The output name of a node is used to establish dependencies between nodes. For example, if the output name of Node A is ABC and Node B uses ABC as its input name, a dependency is established between Nodes A and B.

Can a node have multiple output names?

Yes, a node can have multiple output names. If a descendant node references an output name of the current node as the output name of its parent node, a dependency is established between the descendant node and the current node.

Can multiple nodes have the same output name?

No, the output name of each node must be unique under your Alibaba Cloud account. If you want multiple nodes to export data to the same MaxCompute table, we recommend that you use Table name_Partition ID as the output name format of these nodes.

How can I avoid intermediate tables when I enable DataWorks to automatically parse node dependencies?

Right-click an intermediate table name in the SQL code and select Delete Input or Delete Output. Then, click Parse I/O to parse the input and output of the node.

How do I configure dependencies for the upmost node in a workflow?

You can set the node to depend on the root node of the current workspace.

Why do I find a non-existent output name of Node B when I enter an output name to search for the parent node for Node A?

DataWorks searches for the specified output name among the output names of nodes that have been committed to the scheduling system. After Node B is committed, if you delete the output name of Node B and does not commit Node B to the scheduling system again, the deleted output name of Node B can still be found.

How do I enable Nodes A, B, and C to run in sequence once per hour?

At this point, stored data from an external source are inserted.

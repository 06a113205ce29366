//! Output handling of the integration binary.
//!
//! Every run owns one directory named after the configured prefix, the
//! model kernel, the wall clock and the binary version; the compressed
//! entry stream, the resumable snapshot, the settings copy and the
//! intensity JSON all live there. Entries are handed to a writer thread
//! through a bounded channel, so the integration loop blocks instead of
//! buffering unboundedly when the disk cannot keep up. The stream starts
//! with the settings of the run, followed by the entries, all in the
//! configured encoding behind an LZMA compressor.

use crate::errors::*;
use crate::settings::{OutputFormat, Settings};
use log::debug;
use lzma::LzmaWriter;
use polyscatter::output::OutputEntry;
use polyscatter::Snapshot;
use serde::Serialize;
use std::fs::{DirBuilder, File};
use std::io::{BufWriter, Write};
use std::path::{Path, PathBuf};
use std::sync::mpsc::{sync_channel, SyncSender};
use std::thread;

const LZMA_PRESET: u32 = 6;

enum Packet {
    Metadata(Box<Settings>),
    Entry(Box<OutputEntry>),
    Quit,
}

/// Handle of the writer thread, owning the file layout of one run.
pub struct Worker {
    sender: SyncSender<Packet>,
    handle: thread::JoinHandle<Result<()>>,
    filepath: PathBuf,
    snapshot_path: PathBuf,
    settings_path: PathBuf,
    intensity_path: PathBuf,
}

impl Worker {
    /// Creates the run directory under `root` and starts the writer
    /// thread on the entry stream inside it.
    pub fn new(queue_size: usize, root: &Path, settings: &Settings) -> Result<Worker> {
        let base = run_basename(&settings.environment.prefix, settings.model.name.label());
        let dir = root.join(&base);
        DirBuilder::new()
            .create(&dir)
            .chain_err(|| format!("Unable to create output directory '{}'", dir.display()))?;

        let format = settings.environment.output_format;
        let stream_ext = match format {
            OutputFormat::CBOR => "cbor-lzma",
            OutputFormat::Bincode => "bincode-lzma",
            OutputFormat::MsgPack => "msgpack-lzma",
        };
        let filepath = run_file(&dir, &base, stream_ext);
        let snapshot_path = run_file(&dir, &base, "snapshot");
        let settings_path = run_file(&dir, &base, "toml");
        let intensity_path = run_file(&dir, &base, "json");

        let file = File::create(&filepath)
            .chain_err(|| format!("Unable to create output file '{}'.", filepath.display()))?;
        let mut writer = LzmaWriter::new_compressor(BufWriter::new(file), LZMA_PRESET)
            .map_err(|e| Error::from(format!("Unable to start compressor: {:?}", e)))?;

        let (sender, receiver) = sync_channel(queue_size);

        let handle = thread::spawn(move || -> Result<()> {
            for packet in receiver.iter() {
                match packet {
                    Packet::Metadata(settings) => write_packet(&mut writer, format, &*settings)?,
                    Packet::Entry(entry) => {
                        debug!("Writing output entry.");
                        write_packet(&mut writer, format, &*entry)?
                    }
                    Packet::Quit => break,
                }
            }

            let mut stream = writer
                .finish()
                .map_err(|e| Error::from(format!("Unable to finish compressor: {:?}", e)))?;
            stream
                .flush()
                .chain_err(|| "Unable to flush output file.")?;
            Ok(())
        });

        Ok(Worker {
            sender,
            handle,
            filepath,
            snapshot_path,
            settings_path,
            intensity_path,
        })
    }

    /// Puts the settings of the run at the head of the output stream.
    pub fn write_metadata(&self, settings: Settings) -> Result<()> {
        self.sender
            .send(Packet::Metadata(Box::new(settings)))
            .map_err(|_| Error::from("Output thread is gone."))
    }

    /// Queues an entry for the output stream.
    pub fn append(&self, entry: OutputEntry) -> Result<()> {
        self.sender
            .send(Packet::Entry(Box::new(entry)))
            .map_err(|_| Error::from("Output thread is gone."))
    }

    /// Synchronously (over)writes the resumable snapshot next to the
    /// output stream.
    pub fn write_snapshot(&self, snapshot: &Snapshot) -> Result<()> {
        let file = File::create(&self.snapshot_path).chain_err(|| {
            format!(
                "Unable to create snapshot file '{}'.",
                self.snapshot_path.display()
            )
        })?;
        bincode::serialize_into(file, snapshot).chain_err(|| "Unable to write snapshot.")
    }

    pub fn get_output_filepath(&self) -> &Path {
        &self.filepath
    }

    pub fn get_snapshot_filepath(&self) -> &Path {
        &self.snapshot_path
    }

    pub fn get_settings_filepath(&self) -> &Path {
        &self.settings_path
    }

    pub fn get_intensity_filepath(&self) -> &Path {
        &self.intensity_path
    }

    /// Flushes the queue and shuts the writer down.
    pub fn quit(self) -> Result<()> {
        self.sender.send(Packet::Quit).ok();
        drop(self.sender);
        match self.handle.join() {
            Ok(result) => result,
            Err(_) => bail!("Output thread panicked."),
        }
    }

    /// Collects the writer error after a failed `append`.
    pub fn emergency_join(self) -> Result<()> {
        drop(self.sender);
        match self.handle.join() {
            Ok(result) => {
                result?;
                bail!("Output thread stopped unexpectedly.")
            }
            Err(_) => bail!("Output thread panicked."),
        }
    }
}

/// Name shared by all files of one run: prefix, model kernel, wall clock
/// and binary version.
fn run_basename(prefix: &str, model: &str) -> String {
    let version = crate::version().replace(".", "_");
    format!(
        "{prefix}-{model}-{time}_v{version}",
        prefix = prefix,
        model = model,
        time = time::now().strftime("%Y-%m-%d_%H%M%S").unwrap(),
        version = version
    )
}

/// One file of a run. Extensions are appended verbatim, so dots in the
/// prefix do not truncate the name.
fn run_file(dir: &Path, base: &str, ext: &str) -> PathBuf {
    dir.join(format!("{}.{}", base, ext))
}

fn write_packet<W, T>(writer: &mut W, format: OutputFormat, value: &T) -> Result<()>
where
    W: Write,
    T: Serialize,
{
    match format {
        OutputFormat::CBOR => {
            serde_cbor::to_writer(&mut *writer, value).chain_err(|| "Unable to encode as CBOR.")
        }
        OutputFormat::Bincode => bincode::serialize_into(&mut *writer, value)
            .chain_err(|| "Unable to encode as bincode."),
        OutputFormat::MsgPack => rmp_serde::encode::write(writer, value)
            .chain_err(|| "Unable to encode as MessagePack."),
    }
}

Set the output of Node A as the input of Node B and the output of Node B as the input of Node C. Also, set Nodes A, B, and C to run once per hour.

What can I do if the parent node ID fails to be parsed based on an output table name?

This error does not indicate that the table does not exist. Instead, it indicates that the table is not set as the output of a specific node. Therefore, the table name cannot be used to find the node that generates the table data. In this case, the dependency on the node cannot be created.

According to the principles of automatic dependency parsing, a dependency is created after the output of an ancestor node is set as the input of a descendant node. For example, if no ancestor node can be parsed based on the xc_demo_partition table referenced in SQL statements, no node uses the xc_demo_partition table as its output.

You can resolve this issue in the following way:
  1. Find the node that generates the table data and view the node output.

    If you do not know which the target node is, you can enter keywords to search the code for the node in fuzzy match mode.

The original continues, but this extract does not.